* What is expected: Could you return each line of the material that has "SubmissionParser" in it?

* Entries provided:
----
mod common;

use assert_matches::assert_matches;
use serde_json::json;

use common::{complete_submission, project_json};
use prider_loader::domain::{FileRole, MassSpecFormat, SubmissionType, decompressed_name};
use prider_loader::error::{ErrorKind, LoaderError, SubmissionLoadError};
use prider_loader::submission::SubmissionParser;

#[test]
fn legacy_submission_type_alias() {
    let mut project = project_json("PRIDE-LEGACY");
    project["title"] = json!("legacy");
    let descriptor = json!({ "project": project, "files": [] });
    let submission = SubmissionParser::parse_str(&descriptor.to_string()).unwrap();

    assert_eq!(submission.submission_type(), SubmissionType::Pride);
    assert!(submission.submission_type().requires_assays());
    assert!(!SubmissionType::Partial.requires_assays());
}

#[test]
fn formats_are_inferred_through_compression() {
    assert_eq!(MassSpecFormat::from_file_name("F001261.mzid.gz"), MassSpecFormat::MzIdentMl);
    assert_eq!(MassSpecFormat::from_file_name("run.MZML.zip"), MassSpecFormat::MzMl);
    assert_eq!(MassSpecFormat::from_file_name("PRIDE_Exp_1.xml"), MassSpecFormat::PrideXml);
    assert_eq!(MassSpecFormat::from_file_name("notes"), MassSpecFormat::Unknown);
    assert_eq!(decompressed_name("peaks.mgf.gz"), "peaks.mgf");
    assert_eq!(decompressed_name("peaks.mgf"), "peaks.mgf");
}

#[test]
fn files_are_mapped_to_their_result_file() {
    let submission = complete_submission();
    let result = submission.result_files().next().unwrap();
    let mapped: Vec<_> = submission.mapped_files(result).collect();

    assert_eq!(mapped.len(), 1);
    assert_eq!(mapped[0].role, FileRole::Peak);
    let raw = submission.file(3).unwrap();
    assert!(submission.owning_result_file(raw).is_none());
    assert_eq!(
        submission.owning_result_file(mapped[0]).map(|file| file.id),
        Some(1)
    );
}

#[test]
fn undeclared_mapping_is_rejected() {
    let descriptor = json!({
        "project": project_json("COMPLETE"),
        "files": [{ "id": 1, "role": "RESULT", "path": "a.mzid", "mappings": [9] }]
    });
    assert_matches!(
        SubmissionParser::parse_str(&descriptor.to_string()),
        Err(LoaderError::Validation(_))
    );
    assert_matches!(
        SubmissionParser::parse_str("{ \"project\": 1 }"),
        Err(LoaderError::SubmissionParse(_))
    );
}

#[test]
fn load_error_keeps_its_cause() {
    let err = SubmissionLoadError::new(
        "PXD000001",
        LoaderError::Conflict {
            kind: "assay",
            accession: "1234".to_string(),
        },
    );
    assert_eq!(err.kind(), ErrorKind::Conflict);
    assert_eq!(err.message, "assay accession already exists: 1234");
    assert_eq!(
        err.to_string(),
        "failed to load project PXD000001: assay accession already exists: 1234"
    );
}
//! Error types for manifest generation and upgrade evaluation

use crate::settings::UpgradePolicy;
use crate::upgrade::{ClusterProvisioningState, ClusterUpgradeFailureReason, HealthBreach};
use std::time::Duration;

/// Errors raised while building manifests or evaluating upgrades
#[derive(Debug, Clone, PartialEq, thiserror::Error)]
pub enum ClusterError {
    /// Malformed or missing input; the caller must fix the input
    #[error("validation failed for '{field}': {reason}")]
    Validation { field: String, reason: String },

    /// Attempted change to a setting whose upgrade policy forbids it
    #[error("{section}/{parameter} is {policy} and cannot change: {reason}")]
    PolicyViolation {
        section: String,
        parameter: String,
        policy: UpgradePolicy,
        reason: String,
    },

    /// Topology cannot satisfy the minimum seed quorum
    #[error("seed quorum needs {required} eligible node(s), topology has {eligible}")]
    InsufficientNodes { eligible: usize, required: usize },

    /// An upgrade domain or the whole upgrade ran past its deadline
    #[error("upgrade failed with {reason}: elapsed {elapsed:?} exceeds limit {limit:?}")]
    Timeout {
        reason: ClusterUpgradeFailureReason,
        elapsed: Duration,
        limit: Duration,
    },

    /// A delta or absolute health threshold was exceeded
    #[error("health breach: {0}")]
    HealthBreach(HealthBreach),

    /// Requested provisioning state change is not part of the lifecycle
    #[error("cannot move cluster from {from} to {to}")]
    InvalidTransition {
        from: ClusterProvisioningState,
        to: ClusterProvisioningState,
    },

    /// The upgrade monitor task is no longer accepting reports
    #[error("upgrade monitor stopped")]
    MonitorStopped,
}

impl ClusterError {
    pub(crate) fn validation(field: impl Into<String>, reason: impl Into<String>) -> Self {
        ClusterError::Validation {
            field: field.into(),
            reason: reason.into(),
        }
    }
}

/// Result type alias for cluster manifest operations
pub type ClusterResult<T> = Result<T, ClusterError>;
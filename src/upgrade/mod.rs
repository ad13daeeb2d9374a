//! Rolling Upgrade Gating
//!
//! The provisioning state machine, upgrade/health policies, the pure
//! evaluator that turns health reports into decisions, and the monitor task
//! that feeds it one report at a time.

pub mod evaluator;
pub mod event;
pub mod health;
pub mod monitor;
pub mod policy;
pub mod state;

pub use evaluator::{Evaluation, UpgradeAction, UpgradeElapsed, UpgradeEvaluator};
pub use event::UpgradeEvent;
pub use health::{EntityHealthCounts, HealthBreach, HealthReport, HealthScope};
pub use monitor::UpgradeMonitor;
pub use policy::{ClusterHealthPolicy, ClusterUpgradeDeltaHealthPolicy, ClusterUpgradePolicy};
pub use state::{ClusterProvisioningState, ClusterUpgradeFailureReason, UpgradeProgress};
----
* Exercise solution:
use prider_loader::submission::SubmissionParser;
    let submission = SubmissionParser::parse_str(&descriptor.to_string()).unwrap();
        SubmissionParser::parse_str(&descriptor.to_string()),
        SubmissionParser::parse_str("{ \"project\": 1 }"),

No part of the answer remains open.